Professional sports executives in Detroit slammed the GOP-led Michigan legislature’s voter integrity bill on Tuesday, according to Yahoo! News.
“Our nation is strongest when we stand together,” said a statement from executives including Lions president Rod Wood, Pistons vice chairman Arn Tellem, and Tigers and Red Wings owner Christopher Ilitch.
“We call on our elected officials to adopt these principles as they proceed in the spirit of inclusion and equality,” said the statement.
The disastrous 2020 election administration spurred Republicans in the state legislature to propose a reform bill similar to one recently adopted by Georgia. Both states were hotbeds of election fraud in 2020.
In Michigan, that has led to at least one major audit in a county that acknowledged votes had been flipped from Republican incumbent Donald Trump to Democrat Joe Biden. Cyber-experts have since revealed that the data give strong indications of a weighted algorithm having been programmed into voting machines.
A judge also rebuked Democrat Secretary of State Jocelyn Benson for overstepping her authority by issuing directives to local election officials concerning relaxed signature-verification standards on absentee ballots and other controversial, last-minute decrees.
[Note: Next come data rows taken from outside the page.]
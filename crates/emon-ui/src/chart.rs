//! Generation mix bar chart.
//!
//! Renders a day's generation records as horizontal text bars, one row per
//! production category, largest first. Bars use one block character per
//! 1.5 percentage points so a 100 % category spans 67 characters.

use emon_core::{GenerationMix, GenerationRecord, MixEntry, Viewport};
use tracing::debug;

use crate::page::{ChartRow, Page};

fn row_from_entry(entry: &MixEntry) -> ChartRow {
    ChartRow {
        label: entry.label().to_string(),
        color: entry.color().to_string(),
        bar_length: entry.bar_length(),
        percentage: entry.percentage,
        total: entry.total,
        details_visible: false,
    }
}

/// Chart rows for the categories visible on `viewport`, details collapsed.
pub fn chart_rows(records: &[GenerationRecord], viewport: &Viewport) -> Vec<ChartRow> {
    let mix = GenerationMix::from_records(records);
    mix.visible(viewport).iter().map(row_from_entry).collect()
}

/// Render the chart into a container, replacing what it showed before.
///
/// Returns false when the page has no container with that id.
pub fn render_chart(
    page: &mut Page,
    container_id: &str,
    records: &[GenerationRecord],
    viewport: &Viewport,
) -> bool {
    let Some(container) = page.container_mut(container_id) else {
        debug!(container_id, "chart container not on page");
        return false;
    };
    let rows = chart_rows(records, viewport);
    debug!(container_id, rows = rows.len(), "rendered generation chart");
    container.replace_rows(rows);
    true
}

#[cfg(test)]
mod tests {
    use super::*;
    use emon_core::{Country, DEFAULT_COLOR};

    fn rec(code: &str, mw: f64) -> GenerationRecord {
        GenerationRecord::new(code, mw)
    }

    #[test]
    fn test_solar_wind_rows() {
        let rows = chart_rows(&[rec("B16", 100.0), rec("B19", 300.0)], &Viewport::default());

        assert_eq!(rows.len(), 2);
        assert_eq!(rows[0].label, "Wind Onshore");
        assert_eq!(rows[0].color, "#A4D9A0");
        assert_eq!(rows[0].bar_length, 50);
        assert_eq!(rows[0].percentage_text(), "(75.0%)");
        assert_eq!(rows[1].label, "Solar");
        assert_eq!(rows[1].bar_length, 17);
        assert_eq!(rows[1].percentage_text(), "(25.0%)");
        assert!(rows.iter().all(|r| !r.details_visible));
    }

    #[test]
    fn test_tied_percentage_rounds_up() {
        let rows = chart_rows(&[rec("B14", 351.0), rec("B16", 49.0)], &Viewport::default());
        assert_eq!(rows[1].label, "Solar");
        assert_eq!(rows[1].percentage_text(), "(12.3%)");
    }

    #[test]
    fn test_unmapped_row() {
        let rows = chart_rows(&[rec("TotalLoad", 10.0)], &Viewport::default());
        assert_eq!(rows[0].label, "TotalLoad");
        assert_eq!(rows[0].color, DEFAULT_COLOR);
    }

    #[test]
    fn test_render_replaces_previous_rows() {
        let mut page = Page::dashboard(&[Country::Italy]);
        let records = vec![rec("B04", 10.0), rec("B16", 5.0)];
        let viewport = Viewport::default();

        assert!(render_chart(&mut page, "italy-chart-container", &records, &viewport));
        assert!(render_chart(&mut page, "italy-chart-container", &records, &viewport));

        let container = page.container("italy-chart-container").unwrap();
        assert_eq!(container.rows().len(), 2);
    }

    #[test]
    fn test_render_into_missing_container() {
        let mut page = Page::dashboard(&[Country::Italy]);
        assert!(!render_chart(&mut page, "spain-chart-container", &[rec("B04", 1.0)], &Viewport::default()));
    }

    #[test]
    fn test_narrow_viewport_eight_categories() {
        let codes = ["B01", "B04", "B05", "B10", "B11", "B12", "B14", "B16"];
        let records: Vec<_> = codes
            .iter()
            .enumerate()
            .map(|(i, c)| rec(c, 100.0 + i as f64))
            .collect();

        assert_eq!(chart_rows(&records, &Viewport::new(375)).len(), 5);
        assert_eq!(chart_rows(&records, &Viewport::new(1024)).len(), 8);
    }

    #[test]
    fn test_zero_total_renders_empty_bars() {
        let rows = chart_rows(&[rec("B01", 0.0), rec("B14", 0.0)], &Viewport::default());
        assert_eq!(rows.len(), 2);
        for row in rows {
            assert_eq!(row.percentage, 0.0);
            assert_eq!(row.bar(), "");
            assert_eq!(row.percentage_text(), "(0.0%)");
        }
    }
}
The proposed bill seeks to close several loopholes following Benson’s and Gov. Gretchen Whitmer‘s partisan usurpation of legislative authority under the pretense of pandemic emergency orders.
It includes measures to secure ballot counting and requires common-sense protocols like photo identification for absentee-ballot applications.
The bill would also ban automatic absentee ballot mailing to residents, which contributed substantially to voter fraud.
Unable to remain impartial on political issues, woke corporate leaders complained about the legislature’s desire to secure honest elections.
In addition to the sports executives, the heads of other Michigan-based industries, including Ford and General Motors executives, also criticized the bill.
“Government must support equitable access to the ballot to ensure that all eligible voters can exercise their rights,” the statement demanded.
“Government must avoid actions that reduce participation in elections—particularly among historically disenfranchised communities, persons with disabilities, older adults, racial minorities and low-income voters,” it continued.
In total, top executives from 30 of Michigan’s largest companies all endorsed the complaint.
Corporate attempts to influence politics have become more commonplace in recent weeks, especially as Major League Baseball and Hollywood producers boycott Georgia due to its voting integrity bill.
Major corporations—eager to woo powerful and influential leftists in politics and the media while deflecting from their own abuses—have shown that they are especially unwilling to associate with anything opposed to the Democrat platform.
Whitmer has said that she plans to veto the bill. However, the legislature could override her veto by taking the legislation to the people of Michigan via a ballot petition drive.
Headline USA’s Ben Sellers contributed to this report.